- [THE TASK]:
Figure out how many lines in these records contain "while". Only the number belongs in the reply.
== SUPPLIED DATA ==
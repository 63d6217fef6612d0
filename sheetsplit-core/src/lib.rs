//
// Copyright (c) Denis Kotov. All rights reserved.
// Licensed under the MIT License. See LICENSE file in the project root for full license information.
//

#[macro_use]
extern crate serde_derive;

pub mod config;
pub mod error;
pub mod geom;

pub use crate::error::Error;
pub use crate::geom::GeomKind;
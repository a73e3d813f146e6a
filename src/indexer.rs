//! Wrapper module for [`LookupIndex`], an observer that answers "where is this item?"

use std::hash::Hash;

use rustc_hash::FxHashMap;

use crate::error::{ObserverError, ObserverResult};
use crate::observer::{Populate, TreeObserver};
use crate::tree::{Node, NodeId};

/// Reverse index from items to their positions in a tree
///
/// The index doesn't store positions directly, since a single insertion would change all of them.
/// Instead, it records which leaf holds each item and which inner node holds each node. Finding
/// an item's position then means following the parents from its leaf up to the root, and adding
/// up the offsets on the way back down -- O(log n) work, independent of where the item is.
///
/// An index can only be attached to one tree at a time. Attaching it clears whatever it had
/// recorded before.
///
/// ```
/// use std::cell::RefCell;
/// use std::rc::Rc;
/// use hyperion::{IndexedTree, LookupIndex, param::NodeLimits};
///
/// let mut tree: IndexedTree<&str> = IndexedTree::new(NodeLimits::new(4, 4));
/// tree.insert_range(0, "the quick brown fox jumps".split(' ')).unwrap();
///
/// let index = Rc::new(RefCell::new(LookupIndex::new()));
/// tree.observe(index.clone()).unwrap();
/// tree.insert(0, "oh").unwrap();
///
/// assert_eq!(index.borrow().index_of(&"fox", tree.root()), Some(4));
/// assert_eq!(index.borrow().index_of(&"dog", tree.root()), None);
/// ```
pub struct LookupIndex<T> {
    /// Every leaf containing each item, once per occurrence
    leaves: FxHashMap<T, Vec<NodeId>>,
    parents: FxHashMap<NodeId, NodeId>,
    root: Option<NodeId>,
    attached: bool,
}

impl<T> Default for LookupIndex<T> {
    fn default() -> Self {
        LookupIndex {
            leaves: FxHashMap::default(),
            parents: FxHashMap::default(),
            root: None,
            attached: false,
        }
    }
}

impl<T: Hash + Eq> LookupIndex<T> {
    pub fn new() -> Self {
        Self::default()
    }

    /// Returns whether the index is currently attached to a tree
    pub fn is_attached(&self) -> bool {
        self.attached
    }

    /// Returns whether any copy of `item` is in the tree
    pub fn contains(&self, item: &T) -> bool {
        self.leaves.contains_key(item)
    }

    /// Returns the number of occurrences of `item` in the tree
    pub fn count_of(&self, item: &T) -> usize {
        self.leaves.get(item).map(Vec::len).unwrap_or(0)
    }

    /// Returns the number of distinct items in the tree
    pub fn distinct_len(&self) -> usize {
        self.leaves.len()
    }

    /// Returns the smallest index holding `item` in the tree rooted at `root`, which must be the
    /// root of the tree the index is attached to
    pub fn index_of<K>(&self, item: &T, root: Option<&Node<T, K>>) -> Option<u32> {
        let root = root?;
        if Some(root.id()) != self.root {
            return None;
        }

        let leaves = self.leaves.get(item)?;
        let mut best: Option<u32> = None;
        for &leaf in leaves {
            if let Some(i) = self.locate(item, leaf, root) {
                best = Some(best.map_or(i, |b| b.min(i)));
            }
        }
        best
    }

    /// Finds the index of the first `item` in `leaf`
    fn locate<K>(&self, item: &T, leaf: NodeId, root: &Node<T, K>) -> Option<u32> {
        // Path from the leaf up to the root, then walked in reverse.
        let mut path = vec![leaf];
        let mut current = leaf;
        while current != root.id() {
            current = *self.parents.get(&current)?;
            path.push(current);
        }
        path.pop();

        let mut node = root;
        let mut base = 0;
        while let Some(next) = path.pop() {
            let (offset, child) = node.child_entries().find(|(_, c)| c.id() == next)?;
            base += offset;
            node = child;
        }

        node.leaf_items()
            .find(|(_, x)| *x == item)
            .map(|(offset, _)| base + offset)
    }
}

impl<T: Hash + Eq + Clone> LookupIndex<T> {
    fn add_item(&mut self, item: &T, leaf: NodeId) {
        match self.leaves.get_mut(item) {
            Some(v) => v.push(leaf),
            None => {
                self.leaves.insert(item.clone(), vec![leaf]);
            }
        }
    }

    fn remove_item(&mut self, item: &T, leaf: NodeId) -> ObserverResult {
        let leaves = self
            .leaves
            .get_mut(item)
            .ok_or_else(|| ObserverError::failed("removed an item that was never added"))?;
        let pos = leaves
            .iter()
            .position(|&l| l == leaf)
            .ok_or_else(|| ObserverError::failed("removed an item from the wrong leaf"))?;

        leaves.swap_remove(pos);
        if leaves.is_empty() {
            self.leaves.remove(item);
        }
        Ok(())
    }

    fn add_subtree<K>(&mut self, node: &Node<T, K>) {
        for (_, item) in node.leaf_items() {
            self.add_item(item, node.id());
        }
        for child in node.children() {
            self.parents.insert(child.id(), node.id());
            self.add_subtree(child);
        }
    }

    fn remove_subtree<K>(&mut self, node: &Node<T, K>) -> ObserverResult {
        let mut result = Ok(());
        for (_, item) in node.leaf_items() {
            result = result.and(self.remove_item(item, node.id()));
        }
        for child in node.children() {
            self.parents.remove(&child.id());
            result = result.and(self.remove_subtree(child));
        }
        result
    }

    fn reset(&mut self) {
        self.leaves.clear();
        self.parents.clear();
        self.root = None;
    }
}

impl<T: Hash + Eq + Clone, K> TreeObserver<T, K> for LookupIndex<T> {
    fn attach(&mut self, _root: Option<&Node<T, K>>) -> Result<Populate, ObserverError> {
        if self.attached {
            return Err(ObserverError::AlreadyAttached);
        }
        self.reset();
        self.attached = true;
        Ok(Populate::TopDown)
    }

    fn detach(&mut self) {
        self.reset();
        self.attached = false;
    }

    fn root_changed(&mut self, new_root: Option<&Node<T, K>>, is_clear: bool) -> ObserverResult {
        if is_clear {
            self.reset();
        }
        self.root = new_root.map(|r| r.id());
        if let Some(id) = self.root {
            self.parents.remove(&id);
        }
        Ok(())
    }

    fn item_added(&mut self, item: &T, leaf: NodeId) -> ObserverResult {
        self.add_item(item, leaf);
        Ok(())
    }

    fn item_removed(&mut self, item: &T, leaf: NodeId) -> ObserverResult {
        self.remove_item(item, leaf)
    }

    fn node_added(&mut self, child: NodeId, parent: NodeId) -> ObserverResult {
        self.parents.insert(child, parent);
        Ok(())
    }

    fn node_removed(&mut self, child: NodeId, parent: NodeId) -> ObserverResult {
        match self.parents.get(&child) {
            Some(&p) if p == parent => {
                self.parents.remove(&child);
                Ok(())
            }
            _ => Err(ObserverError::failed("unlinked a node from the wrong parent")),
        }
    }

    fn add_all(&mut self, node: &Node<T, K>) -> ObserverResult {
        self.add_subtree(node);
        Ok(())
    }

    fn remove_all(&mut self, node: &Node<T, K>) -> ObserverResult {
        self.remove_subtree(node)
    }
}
===
- [ANSWER AREA]:
2